- Exercise requirements -
Return each entry precisely as it appears below.
Segment Start: Data extracts
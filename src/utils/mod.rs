//! Utility functions
//!
//! Provides logging setup and the injectable event log.

pub mod logging;

pub use logging::{EventLog, LogFacade, MemoryLog, setup_logging};
//! Tool dispatch
//!
//! Routes each tool call through the path validator to the matching file
//! operation and renders the outcome as a response payload.

use std::sync::Arc;

use crate::config::ServerConfig;
use crate::error::{FileOpError, ToolError};
use crate::protocol::commands::{ToolCall, tool_descriptors};
use crate::protocol::parser::ToolRequest;
use crate::protocol::responses::ToolResponse;
use crate::storage::operations::FileStore;
use crate::storage::results::{ListResult, WriteResult};
use crate::storage::validation::PathValidator;
use crate::utils::EventLog;

/// Validator and file store bundled behind the three file tools.
///
/// Holds no per-call state, so one instance can serve concurrent requests.
#[derive(Clone)]
pub struct FileService {
    validator: PathValidator,
    store: FileStore,
    log: Arc<dyn EventLog>,
}

impl FileService {
    pub fn new(config: &ServerConfig, log: Arc<dyn EventLog>) -> Self {
        Self {
            validator: PathValidator::new(config.traversal_policy, log.clone()),
            store: FileStore::new(config, log.clone()),
            log,
        }
    }

    pub fn validator(&self) -> &PathValidator {
        &self.validator
    }

    /// `read_file`: validate, then read the text content
    pub fn read_file(&self, file_path: &str) -> Result<String, ToolError> {
        let path = self.validator.validate(file_path)?;
        Ok(self.store.read_file(&path)?)
    }

    /// `write_file`: validate, then replace the file's contents
    pub fn write_file(&self, file_path: &str, content: &str) -> Result<WriteResult, ToolError> {
        let path = self.validator.validate(file_path)?;
        Ok(self.store.write_file(&path, content)?)
    }

    /// `list_directory`: validate, then enumerate immediate children
    pub fn list_directory(&self, directory_path: &str) -> Result<ListResult, ToolError> {
        let path = self.validator.validate(directory_path)?;
        Ok(self.store.list_directory(&path)?)
    }

    /// Execute a call and render its payload as response text.
    pub fn handle_call(&self, call: &ToolCall) -> Result<String, ToolError> {
        match call {
            ToolCall::ReadFile { file_path } => {
                self.log.info(&format!("read_file: {}", file_path));
                self.read_file(file_path)
            }
            ToolCall::WriteFile { file_path, content } => {
                self.log.info(&format!("write_file: {}", file_path));
                let result = self.write_file(file_path, content)?;
                Ok(format!(
                    "Successfully {} file: {}",
                    if result.created { "created" } else { "overwrote" },
                    file_path
                ))
            }
            ToolCall::ListDirectory { directory_path } => {
                self.log.info(&format!("list_directory: {}", directory_path));
                let listing = self.list_directory(directory_path)?;
                to_pretty_json(&listing)
            }
            ToolCall::ListTools => to_pretty_json(&tool_descriptors()),
        }
    }

    /// Turn a parsed request into the response to send back.
    pub fn handle_request(&self, request: ToolRequest) -> ToolResponse {
        let ToolRequest { id, call } = request;
        let outcome = call.and_then(|call| self.handle_call(&call));

        match outcome {
            Ok(content) => ToolResponse::success(id, content),
            Err(err) => {
                if !matches!(err, ToolError::Operation(_)) {
                    self.log.warn(&format!("Rejected request: {}", err));
                }
                ToolResponse::failure(id, &err)
            }
        }
    }
}

fn to_pretty_json<T: serde::Serialize>(value: &T) -> Result<String, ToolError> {
    serde_json::to_string_pretty(value).map_err(|e| {
        ToolError::Operation(FileOpError::internal(format!(
            "Failed to serialize response: {}",
            e
        )))
    })
}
Segment End: Data extracts
- Output below -
filename src/utils/mod.rs
//! Utility functions
//!
//! Provides logging setup and the injectable event log.

pub mod logging;

pub use logging::{EventLog, LogFacade, MemoryLog, setup_logging};
//! Tool dispatch
//!
//! Routes each tool call through the path validator to the matching file
//! operation and renders the outcome as a response payload.

use std::sync::Arc;

use crate::config::ServerConfig;
use crate::error::{FileOpError, ToolError};
use crate::protocol::commands::{ToolCall, tool_descriptors};
use crate::protocol::parser::ToolRequest;
use crate::protocol::responses::ToolResponse;
use crate::storage::operations::FileStore;
use crate::storage::results::{ListResult, WriteResult};
use crate::storage::validation::PathValidator;
use crate::utils::EventLog;

/// Validator and file store bundled behind the three file tools.
///
/// Holds no per-call state, so one instance can serve concurrent requests.
#[derive(Clone)]
pub struct FileService {
    validator: PathValidator,
    store: FileStore,
    log: Arc<dyn EventLog>,
}

impl FileService {
    pub fn new(config: &ServerConfig, log: Arc<dyn EventLog>) -> Self {
        Self {
            validator: PathValidator::new(config.traversal_policy, log.clone()),
            store: FileStore::new(config, log.clone()),
            log,
        }
    }

    pub fn validator(&self) -> &PathValidator {
        &self.validator
    }

    /// `read_file`: validate, then read the text content
    pub fn read_file(&self, file_path: &str) -> Result<String, ToolError> {
        let path = self.validator.validate(file_path)?;
        Ok(self.store.read_file(&path)?)
    }

    /// `write_file`: validate, then replace the file's contents
    pub fn write_file(&self, file_path: &str, content: &str) -> Result<WriteResult, ToolError> {
        let path = self.validator.validate(file_path)?;
        Ok(self.store.write_file(&path, content)?)
    }

    /// `list_directory`: validate, then enumerate immediate children
    pub fn list_directory(&self, directory_path: &str) -> Result<ListResult, ToolError> {
        let path = self.validator.validate(directory_path)?;
        Ok(self.store.list_directory(&path)?)
    }

    /// Execute a call and render its payload as response text.
    pub fn handle_call(&self, call: &ToolCall) -> Result<String, ToolError> {
        match call {
            ToolCall::ReadFile { file_path } => {
                self.log.info(&format!("read_file: {}", file_path));
                self.read_file(file_path)
            }
            ToolCall::WriteFile { file_path, content } => {
                self.log.info(&format!("write_file: {}", file_path));
                let result = self.write_file(file_path, content)?;
                Ok(format!(
                    "Successfully {} file: {}",
                    if result.created { "created" } else { "overwrote" },
                    file_path
                ))
            }
            ToolCall::ListDirectory { directory_path } => {
                self.log.info(&format!("list_directory: {}", directory_path));
                let listing = self.list_directory(directory_path)?;
                to_pretty_json(&listing)
            }
            ToolCall::ListTools => to_pretty_json(&tool_descriptors()),
        }
    }

    /// Turn a parsed request into the response to send back.
    pub fn handle_request(&self, request: ToolRequest) -> ToolResponse {
        let ToolRequest { id, call } = request;
        let outcome = call.and_then(|call| self.handle_call(&call));

        match outcome {
            Ok(content) => ToolResponse::success(id, content),
            Err(err) => {
                if !matches!(err, ToolError::Operation(_)) {
                    self.log.warn(&format!("Rejected request: {}", err));
                }
                ToolResponse::failure(id, &err)
            }
        }
    }
}

fn to_pretty_json<T: serde::Serialize>(value: &T) -> Result<String, ToolError> {
    serde_json::to_string_pretty(value).map_err(|e| {
        ToolError::Operation(FileOpError::internal(format!(
            "Failed to serialize response: {}",
            e
        )))
    })
}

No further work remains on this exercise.